With Liza Colón-Zayas, Jeffrey DeMunn, Yetta Gottesman, Stephen McKinley Henderson, Salvatore Inzerillo, Adrian Martinez, Craig “muMs” Grant, Elizabeth Rodriguez, Deborah Rush, Kohl Sudduth, Callie Thorne and Yul Vázquez.
Through April 3 at the Public
If you ARE interested in a piece of theatre that makes a trial crackle right in front of you, then get thee to this play. LAByrinth Productions are not to be missed.

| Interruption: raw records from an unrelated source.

use axum::{extract::State, Json};

use crate::errors::AppError;
use crate::interview::practice::{
    evaluate_answer, generate_questions, AnswerEvaluation, EvaluateAnswerRequest,
    GenerateQuestionsRequest, QuestionSet,
};
use crate::state::AppState;

/// POST /api/interview/generate-questions
pub async fn handle_generate_questions(
    State(state): State<AppState>,
    Json(req): Json<GenerateQuestionsRequest>,
) -> Result<Json<QuestionSet>, AppError> {
    let set = generate_questions(state.llm.as_ref(), &req).await?;
    Ok(Json(set))
}

/// POST /api/interview/evaluate-answer
pub async fn handle_evaluate_answer(
    State(state): State<AppState>,
    Json(req): Json<EvaluateAnswerRequest>,
) -> Result<Json<AnswerEvaluation>, AppError> {
    let evaluation = evaluate_answer(state.llm.as_ref(), &req).await?;
    Ok(Json(evaluation))
}
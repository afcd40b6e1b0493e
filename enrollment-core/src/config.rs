//! Configuration for enrollment and lotteries

use rust_decimal::Decimal;
use serde::{Deserialize, Serialize};

/// Enrollment configuration
#[derive(Debug, Clone, Serialize, Deserialize)]
pub struct Config {
    /// Service name
    pub service_name: String,

    /// Service version
    pub service_version: String,

    /// Lottery configuration
    pub lottery: LotteryConfig,

    /// Grading configuration
    pub grading: GradingConfig,
}

impl Default for Config {
    fn default() -> Self {
        Self {
            service_name: "enrollment-core".to_string(),
            service_version: env!("CARGO_PKG_VERSION").to_string(),
            lottery: LotteryConfig::default(),
            grading: GradingConfig::default(),
        }
    }
}

/// Lottery configuration
#[derive(Debug, Clone, Serialize, Deserialize)]
pub struct LotteryConfig {
    /// Fixed RNG seed; `None` seeds from OS entropy
    pub seed: Option<u64>,

    /// Upper bound for one course inside a college batch (milliseconds)
    pub course_timeout_ms: u64,
}

impl Default for LotteryConfig {
    fn default() -> Self {
        Self {
            seed: None,
            course_timeout_ms: 30_000,
        }
    }
}

/// Grading configuration
#[derive(Debug, Clone, Serialize, Deserialize)]
pub struct GradingConfig {
    /// Lowest score that counts as a pass for prerequisites
    pub pass_mark: Decimal,

    /// Highest score that may be recorded
    pub max_score: Decimal,
}

impl Default for GradingConfig {
    fn default() -> Self {
        Self {
            pass_mark: Decimal::from(60),
            max_score: Decimal::from(100),
        }
    }
}

impl Config {
    /// Load from file
    pub fn from_file(path: impl AsRef<std::path::Path>) -> crate::Result<Self> {
        let content = std::fs::read_to_string(path)?;
        let config: Config = toml::from_str(&content)
            .map_err(|e| crate::Error::Config(format!("Failed to parse config: {}", e)))?;
        config.validate()?;
        Ok(config)
    }

    /// Load from environment variables
    pub fn from_env() -> crate::Result<Self> {
        let mut config = Config::default();

        if let Ok(seed) = std::env::var("ENROLLMENT_LOTTERY_SEED") {
            let seed = seed
                .parse()
                .map_err(|e| crate::Error::Config(format!("Invalid lottery seed: {}", e)))?;
            config.lottery.seed = Some(seed);
        }

        if let Ok(timeout) = std::env::var("ENROLLMENT_COURSE_TIMEOUT_MS") {
            config.lottery.course_timeout_ms = timeout
                .parse()
                .map_err(|e| crate::Error::Config(format!("Invalid course timeout: {}", e)))?;
        }

        if let Ok(pass_mark) = std::env::var("ENROLLMENT_PASS_MARK") {
            config.grading.pass_mark = pass_mark
                .parse()
                .map_err(|e| crate::Error::Config(format!("Invalid pass mark: {}", e)))?;
        }

        config.validate()?;
        Ok(config)
    }

    /// Check value ranges
    pub fn validate(&self) -> crate::Result<()> {
        if self.grading.pass_mark < Decimal::ZERO || self.grading.pass_mark > self.grading.max_score {
            return Err(crate::Error::Config(format!(
                "Pass mark {} outside [0, {}]",
                self.grading.pass_mark, self.grading.max_score
            )));
        }
        if self.lottery.course_timeout_ms == 0 {
            return Err(crate::Error::Config(
                "Course timeout must be positive".to_string(),
            ));
        }
        Ok(())
    }
}
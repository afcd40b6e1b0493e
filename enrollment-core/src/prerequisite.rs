//! Prerequisite evaluation
//!
//! A course's prerequisites are satisfied when the student has a recorded
//! score at or above the pass mark for every prerequisite course. Scores
//! change over time, so nothing here is cached.

use crate::{
    directory::Directory,
    types::{Course, CourseId, StudentId},
    Error, Result,
};
use rust_decimal::Decimal;
use std::collections::{HashMap, HashSet};
use std::sync::Arc;
use tokio::sync::Mutex;

/// Prerequisite evaluator
pub struct PrerequisiteEvaluator {
    directory: Arc<dyn Directory>,
    pass_mark: Decimal,
    /// Serializes edits so the cycle check and the write see the same graph
    edits: Mutex<()>,
}

impl PrerequisiteEvaluator {
    /// Create new evaluator
    pub fn new(directory: Arc<dyn Directory>, pass_mark: Decimal) -> Self {
        Self {
            directory,
            pass_mark,
            edits: Mutex::new(()),
        }
    }

    /// Pass mark in use
    pub fn pass_mark(&self) -> Decimal {
        self.pass_mark
    }

    /// Check whether the student meets every prerequisite of the course
    pub async fn is_satisfied(&self, student_id: StudentId, course_id: CourseId) -> Result<bool> {
        let course = self
            .directory
            .course(course_id)
            .await?
            .ok_or_else(|| Error::not_found("course", course_id))?;
        self.is_satisfied_for(student_id, &course).await
    }

    /// Same as [`is_satisfied`](Self::is_satisfied) for an already loaded course
    pub async fn is_satisfied_for(&self, student_id: StudentId, course: &Course) -> Result<bool> {
        for prerequisite in &course.prerequisites {
            let passed = self
                .directory
                .score(student_id, *prerequisite)
                .await?
                .is_some_and(|score| score.value >= self.pass_mark);

            if !passed {
                tracing::debug!(
                    "Student {} misses prerequisite {} of course {}",
                    student_id,
                    prerequisite,
                    course.code
                );
                return Ok(false);
            }
        }

        Ok(true)
    }

    /// Replace a course's prerequisite list.
    ///
    /// Edits made through one evaluator are applied one at a time. Every referenced course must exist. Lists that would make the course
    /// (directly or transitively) its own prerequisite are rejected with
    /// `InvalidState`. Duplicates are dropped, keeping first occurrence.
    pub async fn set_prerequisites(&self, course_id: CourseId, prerequisite_ids: Vec<CourseId>) -> Result<()> {
        let _edit = self.edits.lock().await;

        if self.directory.course(course_id).await?.is_none() {
            return Err(Error::not_found("course", course_id));
        }

        let mut seen = HashSet::new();
        let proposed: Vec<CourseId> = prerequisite_ids
            .into_iter()
            .filter(|id| seen.insert(*id))
            .collect();

        // Load the part of the graph reachable from the proposed list
        let mut edges: HashMap<CourseId, Vec<CourseId>> = HashMap::new();
        let mut frontier = proposed.clone();
        while let Some(id) = frontier.pop() {
            if edges.contains_key(&id) {
                continue;
            }
            let course = self
                .directory
                .course(id)
                .await?
                .ok_or_else(|| Error::not_found("course", id))?;
            frontier.extend(course.prerequisites.iter().copied());
            edges.insert(id, course.prerequisites);
        }

        if introduces_cycle(course_id, &proposed, &edges) {
            return Err(Error::InvalidState(format!(
                "prerequisites of course {} would form a cycle",
                course_id
            )));
        }

        let count = proposed.len();
        self.directory.set_prerequisites(course_id, proposed).await?;
        tracing::info!("Set {} prerequisites on course {}", count, course_id);
        Ok(())
    }
}

impl std::fmt::Debug for PrerequisiteEvaluator {
    fn fmt(&self, f: &mut std::fmt::Formatter<'_>) -> std::fmt::Result {
        f.debug_struct("PrerequisiteEvaluator")
            .field("pass_mark", &self.pass_mark)
            .finish_non_exhaustive()
    }
}

/// Check whether replacing `course_id`'s prerequisites with `proposed` would
/// close a cycle in the prerequisite graph.
///
/// `edges` is the current graph (course -> its prerequisites).
pub fn introduces_cycle(
    course_id: CourseId,
    proposed: &[CourseId],
    edges: &HashMap<CourseId, Vec<CourseId>>,
) -> bool {
    let mut stack: Vec<CourseId> = proposed.to_vec();
    let mut visited = HashSet::new();

    while let Some(current) = stack.pop() {
        if current == course_id {
            return true;
        }
        if !visited.insert(current) {
            continue;
        }
        if let Some(next) = edges.get(&current) {
            stack.extend(next.iter().copied());
        }
    }

    false
}

#[cfg(test)]
mod tests {
    use super::*;
    use crate::directory::InMemoryDirectory;
    use crate::types::{CollegeId, CourseStatus, Score, TeacherId};
    use chrono::Utc;

    fn course(prerequisites: Vec<CourseId>) -> Course {
        Course {
            id: CourseId::new(),
            code: "CS201".to_string(),
            name: "Data Structures".to_string(),
            credits: 4,
            capacity: 30,
            status: CourseStatus::Enabled,
            college_id: CollegeId::new(),
            teacher_id: TeacherId::new(),
            prerequisites,
        }
    }

    fn score(student_id: StudentId, course_id: CourseId, value: i64) -> Score {
        Score {
            student_id,
            course_id,
            value: Decimal::from(value),
            created_at: Utc::now(),
            updated_at: Utc::now(),
        }
    }

    #[tokio::test]
    async fn test_no_prerequisites_is_satisfied() {
        let directory = Arc::new(InMemoryDirectory::new());
        let target = course(vec![]);
        directory.insert_course(target.clone());

        let evaluator = PrerequisiteEvaluator::new(directory, Decimal::from(60));
        assert!(evaluator.is_satisfied(StudentId::new(), target.id).await.unwrap());
    }

    #[tokio::test]
    async fn test_threshold_is_inclusive() {
        let directory = Arc::new(InMemoryDirectory::new());
        let (p1, p2) = (CourseId::new(), CourseId::new());
        let target = course(vec![p1, p2]);
        directory.insert_course(target.clone());
        let student = StudentId::new();

        let evaluator = PrerequisiteEvaluator::new(directory.clone(), Decimal::from(60));

        // Missing score
        directory.insert_score(score(student, p1, 60));
        assert!(!evaluator.is_satisfied(student, target.id).await.unwrap());

        // Failing score
        directory.insert_score(score(student, p2, 59));
        assert!(!evaluator.is_satisfied(student, target.id).await.unwrap());

        // Grades change; the answer follows
        directory.insert_score(score(student, p2, 75));
        assert!(evaluator.is_satisfied(student, target.id).await.unwrap());
    }

    #[tokio::test]
    async fn test_missing_course_is_not_found() {
        let evaluator = PrerequisiteEvaluator::new(Arc::new(InMemoryDirectory::new()), Decimal::from(60));
        let err = evaluator
            .is_satisfied(StudentId::new(), CourseId::new())
            .await
            .unwrap_err();
        assert!(matches!(err, Error::NotFound { .. }));
    }

    #[tokio::test]
    async fn test_set_prerequisites() {
        let directory = Arc::new(InMemoryDirectory::new());
        let base = course(vec![]);
        let advanced = course(vec![]);
        directory.insert_course(base.clone());
        directory.insert_course(advanced.clone());

        let evaluator = PrerequisiteEvaluator::new(directory.clone(), Decimal::from(60));
        evaluator
            .set_prerequisites(advanced.id, vec![base.id, base.id])
            .await
            .unwrap();
        let stored = directory.course(advanced.id).await.unwrap().unwrap();
        assert_eq!(stored.prerequisites, vec![base.id]);

        // base -> advanced would close the loop
        let err = evaluator
            .set_prerequisites(base.id, vec![advanced.id])
            .await
            .unwrap_err();
        assert!(matches!(err, Error::InvalidState(_)));

        let err = evaluator
            .set_prerequisites(base.id, vec![CourseId::new()])
            .await
            .unwrap_err();
        assert!(matches!(err, Error::NotFound { .. }));
    }

    #[test]
    fn test_cycle_detection() {
        let (a, b, c) = (CourseId::new(), CourseId::new(), CourseId::new());
        let mut edges = HashMap::new();
        edges.insert(b, vec![c]);
        edges.insert(c, vec![a]);

        assert!(introduces_cycle(a, &[a], &edges));
        assert!(introduces_cycle(a, &[b], &edges));
        assert!(!introduces_cycle(c, &[b], &HashMap::new()));
    }

    #[tokio::test]
    async fn test_concurrent_edits_cannot_close_a_cycle() {
        use crate::directory::testing::YieldingDirectory;

        let inner = Arc::new(InMemoryDirectory::new());
        let (a, b) = (course(vec![]), course(vec![]));
        inner.insert_course(a.clone());
        inner.insert_course(b.clone());

        let directory = Arc::new(YieldingDirectory(inner.clone()));
        let evaluator = PrerequisiteEvaluator::new(directory, Decimal::from(60));

        let (first, second) = tokio::join!(
            evaluator.set_prerequisites(a.id, vec![b.id]),
            evaluator.set_prerequisites(b.id, vec![a.id]),
        );
        assert!(first.is_ok() != second.is_ok());
        let rejected = first.err().or(second.err()).unwrap();
        assert!(matches!(rejected, Error::InvalidState(_)));

        let a_prereqs = inner.course(a.id).await.unwrap().unwrap().prerequisites;
        let b_prereqs = inner.course(b.id).await.unwrap().unwrap().prerequisites;
        assert!(a_prereqs.is_empty() || b_prereqs.is_empty());
    }
}
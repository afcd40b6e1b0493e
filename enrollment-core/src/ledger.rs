//! Enrollment ledger
//!
//! Owns the set of enrollment records and their state transitions. Requests
//! and withdrawals are serialized per (student, course) pair; lottery
//! outcomes arrive through [`EnrollmentLedger::commit_lottery_outcome`],
//! which only the lottery engine calls.
//!
//! # Example
//!
//! ```no_run
//! use enrollment_core::{Config, Engine, InMemoryDirectory};
//! use std::sync::Arc;
//!
//! #[tokio::main]
//! async fn main() -> enrollment_core::Result<()> {
//!     let directory = Arc::new(InMemoryDirectory::new());
//!     let engine = Engine::open(Config::default(), directory)?;
//!
//!     // let enrollment = engine.ledger.request_enrollment(student_id, course_id).await?;
//!     // let outcome = engine.lottery.run_lottery(course_id).await?;
//!
//!     Ok(())
//! }
//! ```

use crate::{
    directory::Directory,
    locks::LockTable,
    metrics::Metrics,
    prerequisite::PrerequisiteEvaluator,
    storage::EnrollmentStore,
    types::{CourseId, Enrollment, EnrollmentId, EnrollmentStatus, StudentId},
    Error, Result,
};
use std::sync::Arc;

/// Enrollment ledger
pub struct EnrollmentLedger {
    /// Reference data
    directory: Arc<dyn Directory>,

    /// Enrollment records
    store: EnrollmentStore,

    /// Per-pair and per-course exclusion
    locks: LockTable,

    /// Prerequisite checks for new requests
    prerequisites: PrerequisiteEvaluator,

    /// Counters
    metrics: Metrics,
}

impl EnrollmentLedger {
    /// Create ledger over a directory
    pub fn new(directory: Arc<dyn Directory>, prerequisites: PrerequisiteEvaluator, metrics: Metrics) -> Self {
        Self {
            directory,
            store: EnrollmentStore::new(),
            locks: LockTable::new(),
            prerequisites,
            metrics,
        }
    }

    /// Request a seat for a student in a course.
    ///
    /// Checks, in order: student exists, course exists, course enabled, no
    /// record for the pair, prerequisites satisfied. Creates a
    /// Requested/Pending enrollment.
    pub async fn request_enrollment(&self, student_id: StudentId, course_id: CourseId) -> Result<Enrollment> {
        let _guard = self.locks.lock_pair(student_id, course_id).await;

        let student = self
            .directory
            .student(student_id)
            .await?
            .ok_or_else(|| Error::not_found("student", student_id))?;
        let course = self
            .directory
            .course(course_id)
            .await?
            .ok_or_else(|| Error::not_found("course", course_id))?;

        if !course.is_enabled() {
            return Err(Error::InvalidState(format!(
                "course {} is disabled",
                course.code
            )));
        }

        if let Some(existing) = self.store.get_by_pair(student_id, course_id) {
            return Err(Error::Conflict(format!(
                "student {} already has enrollment {} in course {}",
                student.student_no, existing.id, course.code
            )));
        }

        if !self.prerequisites.is_satisfied_for(student_id, &course).await? {
            return Err(Error::PrerequisiteUnmet {
                course_id: course_id.to_string(),
            });
        }

        let enrollment = self.store.insert_requested(student_id, course_id)?;
        self.metrics.requests_total.inc();
        tracing::info!(
            "Student {} requested course {} (enrollment {})",
            student.student_no,
            course.code,
            enrollment.id
        );

        Ok(enrollment)
    }

    /// Withdraw a request. Granted enrollments are terminal and stay put.
    pub async fn withdraw_enrollment(&self, student_id: StudentId, course_id: CourseId) -> Result<()> {
        let _guard = self.locks.lock_pair(student_id, course_id).await;

        let removed = self.store.remove_unless_granted(student_id, course_id)?;
        self.metrics.withdrawals_total.inc();
        tracing::info!(
            "Withdrew enrollment {}: student {} / course {}",
            removed.id,
            student_id,
            course_id
        );

        Ok(())
    }

    /// Get the enrollment for a pair, if any
    pub fn find(&self, student_id: StudentId, course_id: CourseId) -> Option<Enrollment> {
        self.store.get_by_pair(student_id, course_id)
    }

    /// Get enrollment by id
    pub fn get(&self, id: EnrollmentId) -> Result<Enrollment> {
        self.store.get(id)
    }

    /// All enrollments of a student, in creation order
    pub fn list_by_student(&self, student_id: StudentId) -> Vec<Enrollment> {
        self.store.list_by_student(student_id)
    }

    /// All enrollments for a course, in creation order
    pub fn list_by_course(&self, course_id: CourseId) -> Vec<Enrollment> {
        self.store.list_by_course(course_id)
    }

    /// Granted enrollments for a course
    pub fn list_granted_by_course(&self, course_id: CourseId) -> Vec<Enrollment> {
        self.store
            .list_by_course_and_status(course_id, EnrollmentStatus::Granted)
    }

    /// Requested enrollments for a course (the lottery's pending set)
    pub fn list_pending_by_course(&self, course_id: CourseId) -> Vec<Enrollment> {
        self.store
            .list_by_course_and_status(course_id, EnrollmentStatus::Requested)
    }

    /// Count enrollments for a course in a given status
    pub fn count_by_course_and_status(&self, course_id: CourseId, status: EnrollmentStatus) -> usize {
        self.store.count_by_course_and_status(course_id, status)
    }

    /// Atomically move Requested enrollments of a course to Granted / Denied.
    ///
    /// Fails with `InvalidState` if any id is not a Requested enrollment of
    /// this course, or if the grants would exceed `capacity`.
    pub(crate) fn commit_lottery_outcome(
        &self,
        course_id: CourseId,
        capacity: u32,
        granted: &[EnrollmentId],
        denied: &[EnrollmentId],
    ) -> Result<()> {
        self.store.commit_outcome(course_id, capacity, granted, denied)?;
        self.metrics.record_lottery(granted.len(), denied.len());
        Ok(())
    }

    pub(crate) fn locks(&self) -> &LockTable {
        &self.locks
    }

    pub(crate) fn directory(&self) -> &Arc<dyn Directory> {
        &self.directory
    }

    pub(crate) fn metrics(&self) -> &Metrics {
        &self.metrics
    }
}

impl std::fmt::Debug for EnrollmentLedger {
    fn fmt(&self, f: &mut std::fmt::Formatter<'_>) -> std::fmt::Result {
        f.debug_struct("EnrollmentLedger")
            .field("store", &self.store)
            .field("prerequisites", &self.prerequisites)
            .finish_non_exhaustive()
    }
}
//! Campus Access Control
//!
//! Scoped authorization in front of the enrollment engine.
//!
//! # Architecture
//!
//! - **Scope resolver**: role + organizational anchor → yes/no per resource
//! - **Authorization gate**: resolves the matching scope, then calls the engine
//!
//! A denied call returns `Forbidden` and leaves no trace in the engine.

#![forbid(unsafe_code)]
#![warn(missing_docs, rust_2018_idioms, missing_debug_implementations)]

pub mod error;
pub mod gate;
pub mod scope;

pub use error::{Error, Result};
pub use gate::AuthorizationGate;
pub use scope::{Actor, Role, ScopeResolver};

Judas Iscariot has landed himself in Purgatory, and a new resident has decided to take up his case. She aligns herself with Saints and sinners to get the case heard by a judge who never made it to the end of the Civil War. In the course of “God and the Kingdom of Heaven and Earth versus Judas Iscariot.” the defense attorney and the prosecutor call the usual suspects from Judas’s mother, to Ponitus Pilate to the Devil himself (was it type casting to give this part to Eric Bogosian?). But the imagined outcome is not to be had, and Judas never takes the stand..
The case is not clear. Did he or didn’t he? And the witnesses are not cooperative. They are called away from their lives, such as they are, to testify in case they thought was closed. Pilate was not only a powerful man, he later became a Christian Saint. Caiphus was not only the head Jew – he was a rich one as well. And the Devil, when called to the stand to testify, will make you pay – big time.
We learn the history of these characters as they weave themselves into this story. For most of us who have grown up with the story of Jesus in our lives, this will be a history lesson as well as a flight of immense fantasy.
The story is not without it’s holes and the cast is not perfect, but this is a company who swoops you onto its shoulders and carries you along like so much light baggage. They block and tackle, they parry, they wade across streams – and they keep you safe and dry the whole time. When the journey is over they return you to your seat and join in the applause.
It’s what the theatre is meant to be on a good night. Rich and full and daring.
Best line of the night – the Devil’s of course: “Eventually the world stops rewarding potential.” LAByrinth has no worries in this department.